Рядом с креслом мистера Кэри стоял маленький столик, на котором лежали Библия и толстый молитвенник — уже много лет священник читал его вслух своим домочадцам. Старик протянул дрожащую руку и взял Библию.
— Древние патриархи доживали до глубокой старости, — произнес он со странным смешком, в котором Филип услышал какую-то робкую мольбу.
Старик цеплялся за жизнь, несмотря на то, что слепо верил во все, чему его учила религия. Он нисколько не сомневался в бессмертии души, считал, что в меру своих сил жил праведно, и надеялся попасть в рай. Скольким умирающим преподал он за свою долгую жизнь предсмертное утешение! Он был похож на того врача, которому не помогали собственные рецепты. Филипа удивляло и возмущало, что старик так цепко держится за юдоль земную. Какой неизъяснимый страх грызет его душу? Филипу хотелось проникнуть в нее, чтобы воочию увидеть леденящий ужас перед неизвестностью, который там, видимо, гнездился.
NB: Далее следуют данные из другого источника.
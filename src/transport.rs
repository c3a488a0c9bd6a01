//! UDP endpoint bound for mDNS traffic.

use std::net::{Ipv4Addr, SocketAddr, SocketAddrV4};

use socket2::{Domain, Protocol, SockAddr, Socket, Type};
use tokio::net::UdpSocket;
use tokio_util::sync::CancellationToken;

use crate::config::MdnsConfig;
use crate::error::{Error, Result};

pub struct MulticastTransport {
    socket: UdpSocket,
    destination: SocketAddr,
}

fn create_socket(config: &MdnsConfig, port: u16) -> Result<Socket> {
    let sock = Socket::new(Domain::IPV4, Type::DGRAM, Some(Protocol::UDP))?;
    if config.reuse_address {
        sock.set_reuse_address(true)?;
        #[cfg(not(target_os = "windows"))]
        sock.set_reuse_port(true)?;
    }
    sock.set_multicast_loop_v4(config.multicast_loopback)?;
    if !config.interface.is_unspecified() {
        sock.set_multicast_if_v4(&config.interface)?;
    }
    let addr = SocketAddrV4::new(Ipv4Addr::UNSPECIFIED, port);
    sock.bind(&SockAddr::from(addr))?;
    if config.group.is_multicast() {
        sock.join_multicast_v4(&config.group, &config.interface)?;
    }
    sock.set_nonblocking(true)?;
    Ok(sock)
}

impl MulticastTransport {
    /// Bind the wildcard address on the configured port and join the group.
    /// Must be called from within a tokio runtime.
    pub fn bind(config: &MdnsConfig) -> Result<Self> {
        let sock = create_socket(config, config.port)?;
        let socket = UdpSocket::from_std(sock.into())?;
        log::debug!(
            "mdns socket bound to {:?}, group {}",
            socket.local_addr(),
            config.destination()
        );
        Ok(Self {
            socket,
            destination: config.destination(),
        })
    }

    pub fn destination(&self) -> SocketAddr {
        self.destination
    }

    pub fn local_addr(&self) -> Result<SocketAddr> {
        Ok(self.socket.local_addr()?)
    }

    pub async fn send_to(&self, data: &[u8], target: SocketAddr) -> Result<()> {
        self.socket.send_to(data, target).await?;
        Ok(())
    }

    /// Send to the multicast group.
    pub async fn send(&self, data: &[u8]) -> Result<()> {
        self.send_to(data, self.destination).await
    }

    /// Wait for the next datagram. Returns [Error::Cancelled] once `cancel` fires.
    pub async fn receive(
        &self,
        buf: &mut [u8],
        cancel: &CancellationToken,
    ) -> Result<(usize, SocketAddr)> {
        tokio::select! {
            v = self.socket.recv_from(buf) => Ok(v?),
            _ = cancel.cancelled() => Err(Error::Cancelled),
        }
    }

    /// Send one datagram from a short lived socket on an ephemeral port.
    /// Does not touch a socket bound to the mDNS port.
    pub async fn send_once(config: &MdnsConfig, data: &[u8]) -> Result<()> {
        let sock = create_socket(config, 0)?;
        let socket = UdpSocket::from_std(sock.into())?;
        socket.send_to(data, config.destination()).await?;
        Ok(())
    }
}

/// Config sending unicast to 127.0.0.1 on a currently free port.
#[cfg(test)]
pub(crate) fn loopback_config() -> MdnsConfig {
    let port = std::net::UdpSocket::bind("127.0.0.1:0")
        .unwrap()
        .local_addr()
        .unwrap()
        .port();
    MdnsConfig {
        group: Ipv4Addr::LOCALHOST,
        port,
        ..Default::default()
    }
}

#[cfg(test)]
mod tests {
    use super::*;
    use std::time::Duration;

    #[tokio::test]
    async fn send_and_receive_on_loopback() {
        let config = loopback_config();
        let transport = MulticastTransport::bind(&config).unwrap();
        assert_eq!(transport.local_addr().unwrap().port(), config.port);

        transport.send(b"hello").await.unwrap();
        let cancel = CancellationToken::new();
        let mut buf = [0u8; 64];
        let (n, _) = tokio::time::timeout(Duration::from_secs(2), transport.receive(&mut buf, &cancel))
            .await
            .unwrap()
            .unwrap();
        assert_eq!(&buf[..n], b"hello");

        MulticastTransport::send_once(&config, b"once").await.unwrap();
        let (n, remote) = transport.receive(&mut buf, &cancel).await.unwrap();
        assert_eq!(&buf[..n], b"once");
        assert_ne!(remote.port(), config.port);
    }

    #[tokio::test]
    async fn receive_observes_cancellation() {
        let config = loopback_config();
        let transport = MulticastTransport::bind(&config).unwrap();
        let cancel = CancellationToken::new();
        cancel.cancel();
        let mut buf = [0u8; 16];
        assert!(matches!(
            transport.receive(&mut buf, &cancel).await,
            Err(Error::Cancelled)
        ));
    }

    #[tokio::test]
    async fn reuse_allows_second_bind() {
        let config = loopback_config();
        let _first = MulticastTransport::bind(&config).unwrap();
        let _second = MulticastTransport::bind(&config).unwrap();
    }
}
Две недели промелькнули незаметно, и Филип вернулся в Лондон. Душные августовские дни он провел за своей ширмой в отделе готового платья, рисуя новые модели. Одна партия служащих за другой отправлялись в отпуск. По вечерам Филип обычно ходил в Гайд-парк слушать музыку. Он привыкал к своей работе, и она его уже не так утомляла; его мозг, оправляясь от долгого бездействия, искал свежей пищи для размышлений. Все его помыслы были теперь связаны со смертью дяди. Часто ему снился один и тот же сон: ранним утром ему подают телеграмму, сообщающую о внезапной кончине священника, и вот он свободен. Когда Филип просыпался и понимал, что это был только сон, его охватывало мрачное бешенство. Теперь, когда то, о чем он мечтал, могло случиться со дня на день, он стал строить планы на будущее. Мысленно он быстро пробегал год до окончания института и подолгу раздумывал о поездке в Испанию, которую так давно вынашивал в сердце. Он брал в публичной библиотеке книги об этой стране и уже точно знал по фотографиям, как выглядит тот или иной испанский город. Он видел себя в Кордове, на мосту, переброшенном через Гвадалквивир; бродил по извилистым улицам Толедо и подолгу просиживал в церквах, проникая в тайну Эль Греко, которой мучил его этот загадочный художник. Ательни понимал его томление, и по воскресеньям после обеда они составляли подробный маршрут путешествия, чтобы Филип не упустил ничего примечательного. Желая обмануть свое нетерпение, Филип стал учить испанский язык; каждый вечер в опустевшей гостиной на Харрингтон-стрит он просиживал целый час над испанскими упражнениями и с английским переводом в руках старался понять чеканную прозу «Дон Кихота». Раз в неделю ему давал урок Ательни; Филип заучил несколько фраз, которые должны были облегчить ему путешествие.
Миссис Ательни потешалась над ними.
— А ну вас с вашим испанским! — говорила она. — Почему вы не займетесь чем-нибудь путным?
Но Салли, которая очень возмужала и на рождество собиралась уложить свои косы в прическу, как взрослая, часто стояла возле них и серьезно слушала, как отец и Филип обмениваются фразами на языке, которого она не понимала. Отца она считала самым замечательным человеком на свете, а свое мнение о Филипе она выражала только отцовскими словами.
— Отец очень уважает дядю Филипа, — говорила она братьям и сестрам.